La théorie de Roland Barthes se développe au fil de deux parties dans cet ouvrage. La première distingue les notions de studium et de punctum ; la seconde, marquée par l’expérience du deuil, complète et révise ce qui fut développé dans la première partie. L’intention du sémiologue pour cet objet d’étude part d’un désir « ontologique ». Il s’agit de répondre à deux interrogations essentielles : qu’est-ce qu’une photographie ? Et en quoi se distingue-t-elle essentiellement des autres types images ?
Je voulais à tout prix savoir ce que [la photographie] était « en soi », par quel trait essentiel elle se distinguait de la communauté des images.
La photographie, une image comme les autres ?

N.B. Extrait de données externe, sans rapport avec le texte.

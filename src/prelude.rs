//! Prelude module for convenient imports
//!
//! This module re-exports the most commonly used types and traits from the musubi crate.
//! Import this module to get access to the core functionality without having to import
//! each type individually.
//!
//! # Example
//!
//! ```rust,no_run
//! use musubi::prelude::*;
//!
//! # fn run_example() -> Result<()> {
//! let definition_json = std::fs::read_to_string("path/to/definition.json")?;
//! let data_json = std::fs::read_to_string("path/to/data.json")?;
//!
//! let tree = Decoder::default().decode(definition_json.as_str())?;
//! let data = JsonObject::slots_from_json(serde_json::from_str(&data_json)?);
//!
//! if let Some(root) = tree.root() {
//!     println!("{}", ReportFormatter::format(&tree, root, &data));
//! }
//! # Ok(())
//! # }
//! ```

// Definition tree
pub use crate::definition::{
    AuxiliarySlot, Decoder, DefinitionId, DefinitionKind, DefinitionNode, DefinitionSpec,
    DefinitionTree, IntoDefinition, KindTag,
};

// Data model
pub use crate::data::{DataObject, DataSlot, JsonObject, ResolvedHead, Value};

// Resolution
pub use crate::path::AbsolutePath;
pub use crate::resolver::{AssignOutcome, Resolved};

// Capabilities and bundles
pub use crate::bundle::ResolutionBundle;
pub use crate::observer::{
    CapabilityStream, Observer, ObserverBuilder, RemoteDefinition, ResolutionRequest,
};
pub use crate::validation::{ValidationIssue, ValidatorRegistry};

// Error types
pub use crate::error::{BundleError, DataError, DefinitionError, Diagnostic, PathError};

// Report formatting
pub use crate::report::ReportFormatter;

// Standard library re-exports commonly used with this crate
pub use std::rc::Rc;

// Result type alias for convenience
pub type Result<T> = std::result::Result<T, Box<dyn std::error::Error>>;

Tout d’abord, Roland Barthes observe un paradoxe dans l’expérience de la perception de l’image. La perception de la photographie ne se focalise pas sur le support, mais sur ce dont elle est l’image. Dès lors, nous ne prêtons plus attention à l’image en tant qu’objet photographique. L’image représentée s’impose davantage que l’objet qui rend possible cette représentation :
Quoi qu’elle donne à voir et quelle que soit sa manière, une photo est toujours invisible : ce n’est pas elle qu’on voit.
Utilisant les catégories linguistiques du signifiant et du signifié, Barthes suggère que le signifiant de la photographie, autrement dit sa forme, ne se fait pas percevoir. Le signifié de la photographie s’imposerait en raison de sa référence. Le référent serait donc premier lors de notre perception de l’image photographique.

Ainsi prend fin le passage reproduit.